The Gainesville quartet performed the lion’s share of last year’s “New Wave,” album, as well as older gems such as “From Her Lips to God’s Ears (The Energizer),” “Miami,” “Don’t Lose Touch” and a particularly rollicking “Sink, Florida, Sink.”

Gabel’s a witty, insightful lyricist, and he’s learned to combine them with irresistible hooks. So the tale of a going-nowhere junkie in “Thrash Unreal” sneaks in under the “ba ba bas” of the chorus.

There were hints of The Clash in Against Me!’s sheer power of presentation, and of X and Social Distortion in the tight, brutally efficient guitars-bass-drums attack.

Mostly though, there was evidence that punk rock’s carcass, left for dead so often, was being re-animated again, just when we need it most.

Preceding Against Me!, Ted Leo was all nervous energy, every move a quick jab, his songs rapid fire staccato bursts that show an obvious debt to The Jam, but which skillfully mix in R&B, Celtic, folk and ska as well. 

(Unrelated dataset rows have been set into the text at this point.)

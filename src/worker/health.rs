//! 健康度推导：由 CPU / 配额消耗与代理状态计算，分为 healthy(≥90) / warning(70-89) / critical(<70)

use serde::{Deserialize, Serialize};

use super::types::{Consumption, ProxyStatus};

#[derive(Debug, Clone, Copy, PartialEq, Eq, Hash, Serialize, Deserialize)]
#[serde(rename_all = "snake_case")]
pub enum HealthStatus {
    Healthy,
    Warning,
    Critical,
}

impl HealthStatus {
    pub fn from_percentage(percentage: u8) -> Self {
        match percentage {
            90..=u8::MAX => HealthStatus::Healthy,
            70..=89 => HealthStatus::Warning,
            _ => HealthStatus::Critical,
        }
    }
}

const CPU_WEIGHT: f64 = 0.3;
const QUOTA_WEIGHT: f64 = 0.2;

fn proxy_penalty(status: ProxyStatus) -> f64 {
    match status {
        ProxyStatus::Active | ProxyStatus::Unknown => 0.0,
        ProxyStatus::Inactive => 5.0,
        ProxyStatus::Expired => 25.0,
    }
}

/// 100 - (cpu*0.3 + quota*0.2) - 代理惩罚，截断到 0..=100
pub fn derive_health(consumption: &Consumption, proxy_status: ProxyStatus) -> u8 {
    let cpu = consumption.cpu.clamp(0.0, 100.0);
    let quota = consumption.quota.clamp(0.0, 100.0);
    let score = 100.0 - cpu * CPU_WEIGHT - quota * QUOTA_WEIGHT - proxy_penalty(proxy_status);
    score.clamp(0.0, 100.0).round() as u8
}
//! 延迟探测：经由代理请求探测地址并计时

use std::time::{Duration, Instant};

use async_trait::async_trait;

use crate::core::ProxyError;

#[async_trait]
pub trait LatencyProbe: Send + Sync {
    /// 经由 address 发起一次请求，返回耗时（毫秒）
    async fn measure(&self, address: &str) -> Result<u64, ProxyError>;
}

/// 通过 reqwest 代理发 GET 请求计时
pub struct HttpLatencyProbe {
    probe_url: String,
    timeout: Duration,
}

impl HttpLatencyProbe {
    pub fn new(probe_url: impl Into<String>, timeout_secs: u64) -> Self {
        Self {
            probe_url: probe_url.into(),
            timeout: Duration::from_secs(timeout_secs.max(1)),
        }
    }
}

impl Default for HttpLatencyProbe {
    fn default() -> Self {
        Self::new("https://api.ipify.org", 10)
    }
}

#[async_trait]
impl LatencyProbe for HttpLatencyProbe {
    async fn measure(&self, address: &str) -> Result<u64, ProxyError> {
        let probe_error = |reason: String| ProxyError::Probe {
            address: address.to_string(),
            reason,
        };

        let proxy = reqwest::Proxy::all(format!("http://{}", address))
            .map_err(|e| probe_error(e.to_string()))?;
        let client = reqwest::Client::builder()
            .proxy(proxy)
            .timeout(self.timeout)
            .build()
            .map_err(|e| probe_error(e.to_string()))?;

        let started = Instant::now();
        let resp = client
            .get(&self.probe_url)
            .send()
            .await
            .map_err(|e| probe_error(e.to_string()))?;
        if !resp.status().is_success() {
            return Err(probe_error(format!("HTTP {}", resp.status())));
        }
        Ok(started.elapsed().as_millis() as u64)
    }
}
//! JSON-pointer style locations for diagnostics.

use std::fmt;

/// A location inside a scene description, rendered as a JSON pointer
/// (`/layers/0/@@type`). The root renders as an empty string.
#[derive(Debug, Clone, Default, PartialEq, Eq)]
pub struct JsonPath {
    segments: Vec<String>,
}

impl JsonPath {
    pub fn root() -> Self {
        Self::default()
    }

    /// Path of an object member.
    pub fn key(&self, key: &str) -> Self {
        self.child(key.to_string())
    }

    /// Path of an array element.
    pub fn index(&self, index: usize) -> Self {
        self.child(index.to_string())
    }

    fn child(&self, segment: String) -> Self {
        let mut segments = self.segments.clone();
        segments.push(segment);
        Self { segments }
    }

    pub fn is_root(&self) -> bool {
        self.segments.is_empty()
    }
}

impl fmt::Display for JsonPath {
    fn fmt(&self, f: &mut fmt::Formatter<'_>) -> fmt::Result {
        for segment in &self.segments {
            write!(f, "/{}", segment.replace('~', "~0").replace('/', "~1"))?;
        }
        Ok(())
    }
}
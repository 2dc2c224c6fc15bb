//! Class registry: name to constructor.

use std::collections::btree_map::Entry;
use std::collections::BTreeMap;
use std::sync::Arc;

use scene_core::{Identifier, ProviderId};
use tracing::{debug, warn};

use crate::{Constructible, Provider, RegistryError, RegistryResult};

/// What to do when two providers export the same class name.
#[derive(Debug, Clone, Copy, PartialEq, Eq, Default)]
pub enum CollisionPolicy {
    /// Abort the build with [`RegistryError::Collision`].
    #[default]
    FailFast,
    /// Keep the entry from the earliest provider.
    FirstWins,
    /// Replace with the entry from the latest provider.
    LastWins,
}

#[derive(Debug, Clone)]
struct ClassEntry {
    constructor: Arc<dyn Constructible>,
    provider: ProviderId,
}

/// Immutable mapping from class name to constructor.
#[derive(Debug, Clone, Default)]
pub struct ClassRegistry {
    entries: BTreeMap<Identifier, ClassEntry>,
}

impl ClassRegistry {
    /// Get the constructor registered under `name`.
    pub fn get(&self, name: &str) -> RegistryResult<&Arc<dyn Constructible>> {
        self.find(name)
            .ok_or_else(|| RegistryError::UnknownClass(name.to_string()))
    }

    /// Get the constructor registered under `name`, if any.
    pub fn find(&self, name: &str) -> Option<&Arc<dyn Constructible>> {
        self.entries.get(name).map(|entry| &entry.constructor)
    }

    pub fn contains(&self, name: &str) -> bool {
        self.entries.contains_key(name)
    }

    /// The provider that supplied the entry for `name`.
    pub fn provider_of(&self, name: &str) -> Option<&ProviderId> {
        self.entries.get(name).map(|entry| &entry.provider)
    }

    /// All registered names, sorted.
    pub fn names(&self) -> impl Iterator<Item = &str> {
        self.entries.keys().map(|name| name.as_str())
    }

    pub fn len(&self) -> usize {
        self.entries.len()
    }

    pub fn is_empty(&self) -> bool {
        self.entries.is_empty()
    }
}

/// Merge provider exports into one flat class registry.
///
/// Providers are merged in order; order only matters for `FirstWins` and
/// `LastWins`. Duplicate names inside a single provider are collisions too.
pub fn build_class_registry(
    providers: &[Provider],
    policy: CollisionPolicy,
) -> RegistryResult<ClassRegistry> {
    let mut entries: BTreeMap<Identifier, ClassEntry> = BTreeMap::new();

    for provider in providers {
        for (name, constructor) in provider.entries() {
            let key = Identifier::new(name)?;
            match entries.entry(key) {
                Entry::Vacant(slot) => {
                    slot.insert(ClassEntry {
                        constructor: Arc::clone(constructor),
                        provider: provider.id().clone(),
                    });
                }
                Entry::Occupied(mut slot) => match policy {
                    CollisionPolicy::FailFast => {
                        return Err(RegistryError::collision(
                            name,
                            slot.get().provider.clone(),
                            provider.id().clone(),
                        ));
                    }
                    CollisionPolicy::FirstWins => {
                        warn!(
                            class = name,
                            kept = %slot.get().provider,
                            ignored = %provider.id(),
                            "Class shadowed by earlier provider"
                        );
                    }
                    CollisionPolicy::LastWins => {
                        warn!(
                            class = name,
                            replaced = %slot.get().provider,
                            kept = %provider.id(),
                            "Class shadowed by later provider"
                        );
                        slot.insert(ClassEntry {
                            constructor: Arc::clone(constructor),
                            provider: provider.id().clone(),
                        });
                    }
                },
            }
        }
    }

    debug!(
        providers = providers.len(),
        classes = entries.len(),
        ?policy,
        "Built class registry"
    );
    Ok(ClassRegistry { entries })
}
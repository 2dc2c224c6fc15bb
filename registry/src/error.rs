//! Registry error types.

use scene_core::{CoreError, ProviderId};
use thiserror::Error;

/// Errors from building or querying a registry.
///
/// `Collision`, the `Duplicate*` variants, `InvalidIdentifier` and
/// `EmptyProviderId` are construction-time and abort the build. The
/// `Unknown*` variants are lookup-time and are meant to be surfaced by the
/// converter as an unknown identifier in the scene description.
#[derive(Debug, Error, Clone, PartialEq, Eq)]
pub enum RegistryError {
    #[error("Class {name} registered by both {first} and {second}")]
    Collision {
        name: String,
        first: ProviderId,
        second: ProviderId,
    },

    #[error("Duplicate enumeration name: {0}")]
    DuplicateEnumeration(String),

    #[error("Duplicate constant name: {0}")]
    DuplicateConstant(String),

    #[error("Duplicate member {member} in enumeration {enumeration}")]
    DuplicateMember { enumeration: String, member: String },

    #[error("Invalid identifier: {0:?}")]
    InvalidIdentifier(String),

    #[error("Provider id must not be empty")]
    EmptyProviderId,

    #[error("Unknown class: {0}")]
    UnknownClass(String),

    #[error("Unknown enumeration: {0}")]
    UnknownEnumeration(String),

    #[error("Unknown member {member} of enumeration {enumeration}")]
    UnknownMember { enumeration: String, member: String },

    #[error("Unknown constant: {0}")]
    UnknownConstant(String),

    #[error("Expected <enum-name>.<member-name>, got {0:?}")]
    MalformedQualifiedName(String),
}

impl RegistryError {
    pub fn collision(name: impl Into<String>, first: ProviderId, second: ProviderId) -> Self {
        Self::Collision {
            name: name.into(),
            first,
            second,
        }
    }

    pub fn unknown_member(enumeration: impl Into<String>, member: impl Into<String>) -> Self {
        Self::UnknownMember {
            enumeration: enumeration.into(),
            member: member.into(),
        }
    }
}

impl From<CoreError> for RegistryError {
    fn from(err: CoreError) -> Self {
        match err {
            CoreError::InvalidIdentifier(name) => Self::InvalidIdentifier(name),
            CoreError::EmptyProviderId => Self::EmptyProviderId,
        }
    }
}

/// Result type for registry operations.
pub type RegistryResult<T> = Result<T, RegistryError>;
//! Scenario runner.

use scene_converter::{ConverterConfig, JsonConverter};
use scene_loaders::LoaderRegistry;
use scene_playground::{playground_registry, register_playground_loaders};

use crate::assertion::Context;
use crate::error::{ScenarioError, ScenarioResult};
use crate::scenario::Scenario;

/// Runs a scenario against the playground configuration.
pub struct Runner<'s> {
    scenario: &'s Scenario,
    scene: String,
}

impl<'s> Runner<'s> {
    /// Create a new runner for a scenario.
    pub fn new(scenario: &'s Scenario) -> ScenarioResult<Self> {
        let scene = scenario.load_scene()?;
        Ok(Self { scenario, scene })
    }

    /// Run the scenario.
    pub fn run(&self) -> ScenarioResult<()> {
        // 1. Build a fresh registry and loader table for this scenario
        let registry = playground_registry().map_err(|e| ScenarioError::setup(e.to_string()))?;
        let mut loaders = LoaderRegistry::with_defaults();
        register_playground_loaders(&mut loaders)
            .map_err(|e| ScenarioError::setup(e.to_string()))?;

        // 2. Convert
        let config = match self.scenario.converter_config() {
            Some(text) => ConverterConfig::from_json_str(text)
                .map_err(|e| ScenarioError::setup(e.to_string()))?,
            None => ConverterConfig::default(),
        };
        let converter = JsonConverter::with_config(&registry, config);
        let result = converter.convert_str(&self.scene);

        // 3. Verify
        let ctx = Context {
            registry: &registry,
            loaders: &loaders,
        };
        self.scenario
            .assertion()
            .verify(self.scenario.name(), &result, &ctx)
    }
}

#[cfg(test)]
mod tests {
    use crate::scenario::Scenario;
    use pretty_assertions::assert_eq;

    #[test]
    fn test_runner_with_inline_scene() {
        let scenario = Scenario::new("inline")
            .scene_source(r#"{"views": [{"@@type": "MapView", "id": "map"}]}"#)
            .expect(|a| a.instance_at("/views/0", "MapView").value_at("/views/0/id", "map"));

        scenario.run().unwrap();
    }

    #[test]
    fn test_runner_reports_failures() {
        let scenario = Scenario::new("wrong")
            .scene_source(r#"{"views": [{"@@type": "MapView"}]}"#)
            .expect(|a| a.instance_at("/views/0", "OrbitView"));

        let err = scenario.run().unwrap_err();
        assert_eq!(
            err.to_string(),
            "scenario wrong: /views/0: expected OrbitView, found MapView"
        );
    }
}
//! Loader descriptors.

use serde::{Deserialize, Deserializer, Serialize};

use crate::{LoaderError, LoaderResult};

/// Describes a format handler: which files it claims and where it lives.
///
/// Extensions are stored without the leading dot and, like MIME types,
/// lowercased, whether the descriptor comes from the builder methods or from
/// deserialization.
#[derive(Debug, Clone, PartialEq, Eq, Serialize, Deserialize)]
pub struct LoaderDescriptor {
    /// Stable identifier; registration is keyed on it.
    pub id: String,
    /// Display name, e.g. `CSV`.
    pub name: String,
    /// Package exporting the loader, e.g. `@loaders.gl/csv`.
    pub module: String,
    #[serde(default, deserialize_with = "deserialize_extensions")]
    pub extensions: Vec<String>,
    #[serde(default, deserialize_with = "deserialize_mime_types")]
    pub mime_types: Vec<String>,
    /// Parses off the main thread.
    #[serde(default)]
    pub worker: bool,
}

impl LoaderDescriptor {
    pub fn new(id: impl Into<String>, name: impl Into<String>, module: impl Into<String>) -> Self {
        Self {
            id: id.into(),
            name: name.into(),
            module: module.into(),
            extensions: Vec::new(),
            mime_types: Vec::new(),
            worker: false,
        }
    }

    pub fn extensions<I, S>(mut self, extensions: I) -> Self
    where
        I: IntoIterator<Item = S>,
        S: AsRef<str>,
    {
        self.extensions
            .extend(extensions.into_iter().map(|ext| normalize_extension(ext.as_ref())));
        self
    }

    pub fn mime_types<I, S>(mut self, mime_types: I) -> Self
    where
        I: IntoIterator<Item = S>,
        S: AsRef<str>,
    {
        self.mime_types
            .extend(mime_types.into_iter().map(|mime| normalize_mime_type(mime.as_ref())));
        self
    }

    pub fn worker(mut self) -> Self {
        self.worker = true;
        self
    }

    /// Check that the descriptor can be registered.
    pub fn validate(&self) -> LoaderResult<()> {
        if self.id.trim().is_empty() {
            return Err(LoaderError::invalid_descriptor(&self.id, "empty id"));
        }
        if self.extensions.is_empty() && self.mime_types.is_empty() {
            return Err(LoaderError::invalid_descriptor(
                &self.id,
                "no extensions or MIME types",
            ));
        }
        if self.extensions.iter().any(|ext| ext.is_empty()) {
            return Err(LoaderError::invalid_descriptor(&self.id, "empty extension"));
        }
        if self.mime_types.iter().any(|mime| mime.is_empty()) {
            return Err(LoaderError::invalid_descriptor(&self.id, "empty MIME type"));
        }
        Ok(())
    }

    pub fn handles_extension(&self, extension: &str) -> bool {
        self.extensions
            .iter()
            .any(|ext| ext.eq_ignore_ascii_case(extension))
    }

    pub fn handles_mime_type(&self, mime_type: &str) -> bool {
        self.mime_types
            .iter()
            .any(|mime| mime.eq_ignore_ascii_case(mime_type))
    }
}

fn normalize_extension(ext: &str) -> String {
    ext.trim().trim_start_matches('.').to_ascii_lowercase()
}

fn normalize_mime_type(mime: &str) -> String {
    mime.trim().to_ascii_lowercase()
}

fn deserialize_extensions<'de, D>(deserializer: D) -> Result<Vec<String>, D::Error>
where
    D: Deserializer<'de>,
{
    let raw = Vec::<String>::deserialize(deserializer)?;
    Ok(raw.iter().map(|ext| normalize_extension(ext)).collect())
}

fn deserialize_mime_types<'de, D>(deserializer: D) -> Result<Vec<String>, D::Error>
where
    D: Deserializer<'de>,
{
    let raw = Vec::<String>::deserialize(deserializer)?;
    Ok(raw.iter().map(|mime| normalize_mime_type(mime)).collect())
}

/// The JSON loader every [`LoaderRegistry`](crate::LoaderRegistry) starts with
/// when built via `with_defaults`.
pub fn json_loader() -> LoaderDescriptor {
    LoaderDescriptor::new("json", "JSON", "@loaders.gl/json")
        .extensions(["json", "geojson"])
        .mime_types(["application/json", "application/geo+json"])
}
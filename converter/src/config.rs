//! Converter configuration.

use serde::Deserialize;

use crate::{ConvertError, ConvertResult};

/// Markers the converter looks for in a scene description.
#[derive(Debug, Clone, PartialEq, Eq, Deserialize)]
#[serde(default, deny_unknown_fields)]
pub struct ConverterConfig {
    /// Object key naming the class to instantiate.
    pub type_key: String,
    /// String prefix marking an enumeration or constant reference.
    pub constant_prefix: String,
}

impl Default for ConverterConfig {
    fn default() -> Self {
        Self {
            type_key: "@@type".to_string(),
            constant_prefix: "@@#".to_string(),
        }
    }
}

impl ConverterConfig {
    /// Read a config from JSON; missing fields keep their defaults.
    pub fn from_json_str(text: &str) -> ConvertResult<Self> {
        let config: Self =
            serde_json::from_str(text).map_err(|e| ConvertError::invalid_config(e.to_string()))?;
        config.validate()?;
        Ok(config)
    }

    fn validate(&self) -> ConvertResult<()> {
        if self.type_key.is_empty() {
            return Err(ConvertError::invalid_config("type_key must not be empty"));
        }
        if self.constant_prefix.is_empty() {
            return Err(ConvertError::invalid_config(
                "constant_prefix must not be empty",
            ));
        }
        Ok(())
    }
}
//! Playground error types.

use std::path::PathBuf;

use scene_converter::ConvertError;
use scene_loaders::LoaderError;
use scene_registry::RegistryError;
use thiserror::Error;

/// Errors surfaced by the playground and its binary.
#[derive(Debug, Error)]
pub enum PlaygroundError {
    #[error("registry error: {0}")]
    Registry(#[from] RegistryError),

    #[error("loader error: {0}")]
    Loader(#[from] LoaderError),

    #[error("{path}: {source}")]
    Convert {
        path: PathBuf,
        #[source]
        source: ConvertError,
    },

    #[error("failed to read {path}: {source}")]
    FileRead {
        path: PathBuf,
        #[source]
        source: std::io::Error,
    },
}

impl PlaygroundError {
    pub fn convert(path: impl Into<PathBuf>, source: ConvertError) -> Self {
        Self::Convert {
            path: path.into(),
            source,
        }
    }

    pub fn file_read(path: impl Into<PathBuf>, source: std::io::Error) -> Self {
        Self::FileRead {
            path: path.into(),
            source,
        }
    }
}

/// Result type for playground operations.
pub type PlaygroundResult<T> = Result<T, PlaygroundError>;
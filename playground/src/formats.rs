//! File formats the playground adds to the loader subsystem.

use std::sync::Arc;

use scene_loaders::{register_format_loaders, LoaderDescriptor, LoaderRegistry, LoaderResult};

/// `CSVLoader` from `@loaders.gl/csv`.
pub fn csv_loader() -> LoaderDescriptor {
    LoaderDescriptor::new("csv", "CSV", "@loaders.gl/csv")
        .extensions(["csv", "tsv", "dsv"])
        .mime_types(["text/csv", "text/tab-separated-values", "text/dsv"])
}

/// `DracoLoader` from `@loaders.gl/draco`.
pub fn draco_loader() -> LoaderDescriptor {
    LoaderDescriptor::new("draco", "Draco", "@loaders.gl/draco")
        .extensions(["drc"])
        .mime_types(["application/octet-stream"])
}

/// `DracoWorkerLoader` from `@loaders.gl/draco`: Draco decoding off the main thread.
pub fn draco_worker_loader() -> LoaderDescriptor {
    LoaderDescriptor::new("draco-worker", "Draco", "@loaders.gl/draco")
        .extensions(["drc"])
        .mime_types(["application/octet-stream"])
        .worker()
}

/// Register the playground's extra formats.
///
/// The JSON loader is expected to be registered already and is left alone.
/// Safe to call more than once.
pub fn register_playground_loaders(registry: &mut LoaderRegistry) -> LoaderResult<usize> {
    register_format_loaders(registry, [Arc::new(csv_loader())])
}

/// A `data` URL found in a scene and the loader that would fetch it.
#[derive(Debug, Clone, PartialEq)]
pub struct DataSource {
    /// Id of the layer carrying the URL.
    pub layer: String,
    pub url: String,
    /// Chosen loader id, or `None` if no registered loader handles the URL.
    pub loader: Option<String>,
}
//! The loader registry.

use std::sync::Arc;

use tracing::{debug, info};

use crate::{json_loader, LoaderDescriptor, LoaderError, LoaderResult};

/// Registered format handlers, in registration order.
#[derive(Debug, Clone, Default)]
pub struct LoaderRegistry {
    loaders: Vec<Arc<LoaderDescriptor>>,
}

impl LoaderRegistry {
    /// Create an empty registry.
    pub fn new() -> Self {
        Self::default()
    }

    /// Create a registry with the JSON loader pre-registered.
    pub fn with_defaults() -> Self {
        Self {
            loaders: vec![Arc::new(json_loader())],
        }
    }

    /// Register loaders, skipping any already present.
    ///
    /// Returns how many were newly added. Re-registering an identical
    /// descriptor is a no-op; a different descriptor under a registered id
    /// fails with `Conflict` and nothing from the call is registered.
    pub fn register<I>(&mut self, loaders: I) -> LoaderResult<usize>
    where
        I: IntoIterator,
        I::Item: Into<Arc<LoaderDescriptor>>,
    {
        let mut pending: Vec<Arc<LoaderDescriptor>> = Vec::new();

        for loader in loaders {
            let loader: Arc<LoaderDescriptor> = loader.into();
            loader.validate()?;

            let existing = self
                .get(&loader.id)
                .or_else(|| pending.iter().find(|p| p.id == loader.id));
            match existing {
                Some(existing) if **existing == *loader => {
                    debug!(loader = %loader.id, "Loader already registered");
                }
                Some(_) => return Err(LoaderError::conflict(&loader.id)),
                None => pending.push(loader),
            }
        }

        let added = pending.len();
        for loader in &pending {
            info!(
                loader = %loader.id,
                module = %loader.module,
                extensions = ?loader.extensions,
                "Registered format loader"
            );
        }
        self.loaders.extend(pending);
        Ok(added)
    }

    /// Get a loader by id.
    pub fn get(&self, id: &str) -> Option<&Arc<LoaderDescriptor>> {
        self.loaders.iter().find(|loader| loader.id == id)
    }

    pub fn contains(&self, id: &str) -> bool {
        self.get(id).is_some()
    }

    /// Registered loaders in registration order.
    pub fn loaders(&self) -> impl Iterator<Item = &Arc<LoaderDescriptor>> {
        self.loaders.iter()
    }

    pub fn len(&self) -> usize {
        self.loaders.len()
    }

    pub fn is_empty(&self) -> bool {
        self.loaders.is_empty()
    }

    /// Pick the loader for a resource.
    ///
    /// A MIME type match wins over an extension match; within each, the
    /// earliest registered loader wins.
    pub fn select(&self, url: &str, mime_type: Option<&str>) -> LoaderResult<&Arc<LoaderDescriptor>> {
        if let Some(mime) = mime_type.map(essence) {
            if let Some(loader) = self.loaders.iter().find(|l| l.handles_mime_type(mime)) {
                return Ok(loader);
            }
        }

        extension(url)
            .and_then(|ext| self.loaders.iter().find(|l| l.handles_extension(ext)))
            .ok_or_else(|| LoaderError::no_matching_loader(url))
    }
}

/// Register loaders with `registry`. See [`LoaderRegistry::register`].
pub fn register_format_loaders<I>(registry: &mut LoaderRegistry, loaders: I) -> LoaderResult<usize>
where
    I: IntoIterator,
    I::Item: Into<Arc<LoaderDescriptor>>,
{
    registry.register(loaders)
}

/// Strip parameters from a MIME type: `text/csv; charset=utf-8` -> `text/csv`.
fn essence(mime: &str) -> &str {
    mime.split(';').next().unwrap_or(mime).trim()
}

/// Extension of the last path segment, ignoring query and fragment.
fn extension(url: &str) -> Option<&str> {
    let path = url.split(['?', '#']).next().unwrap_or(url);
    let file = path.rsplit('/').next().unwrap_or(path);
    match file.rsplit_once('.') {
        Some((stem, ext)) if !stem.is_empty() && !ext.is_empty() => Some(ext),
        _ => None,
    }
}
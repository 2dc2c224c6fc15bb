//! Scene Core Types
//!
//! This crate provides the foundational types shared by the scene registry:
//! - Name types (Identifier, ProviderId)
//! - Value types (the Value enum produced by the JSON converter)
//! - Opaque shared objects (Instance, Constant)
//! - Common error types

mod error;
mod id;
mod object;
mod value;

pub use error::*;
pub use id::*;
pub use object::*;
pub use value::*;
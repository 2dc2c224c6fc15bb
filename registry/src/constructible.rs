//! The constructor contract.
//!
//! Anything registered as a class must implement [`Constructible`]: given a
//! property mapping it produces an [`Instance`]. Dispatch is checked when a
//! provider is assembled, never discovered at call time.

use std::fmt;

use scene_core::{Instance, Props};
use thiserror::Error;

/// Errors a constructor may report for the props it was given.
#[derive(Debug, Error, Clone, PartialEq, Eq)]
pub enum ConstructError {
    #[error("{class}: missing required prop {prop}")]
    MissingProp { class: String, prop: String },

    #[error("{class}: prop {prop} must be {expected}, got {actual}")]
    InvalidProp {
        class: String,
        prop: String,
        expected: String,
        actual: String,
    },

    #[error("{class}: {message}")]
    Failed { class: String, message: String },
}

impl ConstructError {
    pub fn missing_prop(class: impl Into<String>, prop: impl Into<String>) -> Self {
        Self::MissingProp {
            class: class.into(),
            prop: prop.into(),
        }
    }

    pub fn invalid_prop(
        class: impl Into<String>,
        prop: impl Into<String>,
        expected: impl Into<String>,
        actual: impl Into<String>,
    ) -> Self {
        Self::InvalidProp {
            class: class.into(),
            prop: prop.into(),
            expected: expected.into(),
            actual: actual.into(),
        }
    }

    pub fn failed(class: impl Into<String>, message: impl Into<String>) -> Self {
        Self::Failed {
            class: class.into(),
            message: message.into(),
        }
    }
}

/// A factory that can be instantiated by name from a scene description.
pub trait Constructible: Send + Sync + fmt::Debug {
    /// The name this constructor is registered under by default.
    fn class_name(&self) -> &str;

    /// Build an instance from converted props.
    fn construct(&self, props: Props) -> Result<Instance, ConstructError>;
}

/// Adapts a closure into a [`Constructible`].
pub struct FnConstructor<F> {
    class_name: String,
    build: F,
}

impl<F> FnConstructor<F>
where
    F: Fn(Props) -> Result<Instance, ConstructError> + Send + Sync,
{
    pub fn new(class_name: impl Into<String>, build: F) -> Self {
        Self {
            class_name: class_name.into(),
            build,
        }
    }
}

impl<F> fmt::Debug for FnConstructor<F> {
    fn fmt(&self, f: &mut fmt::Formatter<'_>) -> fmt::Result {
        f.debug_struct("FnConstructor")
            .field("class_name", &self.class_name)
            .finish_non_exhaustive()
    }
}

impl<F> Constructible for FnConstructor<F>
where
    F: Fn(Props) -> Result<Instance, ConstructError> + Send + Sync,
{
    fn class_name(&self) -> &str {
        &self.class_name
    }

    fn construct(&self, props: Props) -> Result<Instance, ConstructError> {
        (self.build)(props)
    }
}
//! The playground registry configuration.

use std::sync::Arc;

use scene_core::Constant;
use scene_registry::{Provider, Registry, RegistryBuilder, RegistryResult};

use crate::{
    aggregation_layers, coordinate_system, core_views, draco_loader, draco_worker_loader,
    geo_layers, gl, layers, mesh_layers,
};

/// Class providers in merge order: views first, then each layer package.
pub fn playground_providers() -> RegistryResult<Vec<Provider>> {
    Ok(vec![
        core_views()?,
        layers()?,
        aggregation_layers()?,
        geo_layers()?,
        mesh_layers()?,
    ])
}

/// A builder preloaded with the playground configuration.
///
/// Applications can append their own providers (custom views or layers)
/// before building; name clashes with the catalog fail the build.
pub fn playground_builder() -> RegistryResult<RegistryBuilder> {
    let builder = playground_providers()?
        .into_iter()
        .fold(RegistryBuilder::new(), RegistryBuilder::provider);

    Ok(builder
        .enumeration(coordinate_system()?)
        .enumeration(gl()?)
        .constant("DracoLoader", Constant::from_arc(Arc::new(draco_loader())))
        .constant(
            "DracoWorkerLoader",
            Constant::from_arc(Arc::new(draco_worker_loader())),
        ))
}

/// Build the playground registry.
pub fn playground_registry() -> RegistryResult<Registry> {
    playground_builder()?.build()
}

With his band, The Pharmacists, Leo played a set that was full of stinging guitar lines and pointedly political lyrics, particularly the numbers from the recent “Rapid Response” EP, recorded to benefit protesters arrested during the recent Republican Convention in St. Paul, Minn.

As much as he favors short, sharp shocks in his music, Leo also proved fond of guitar overdrive, facing his amp to create a barrage of feedback effects.

Opener Future of the Left played early (and I got there late).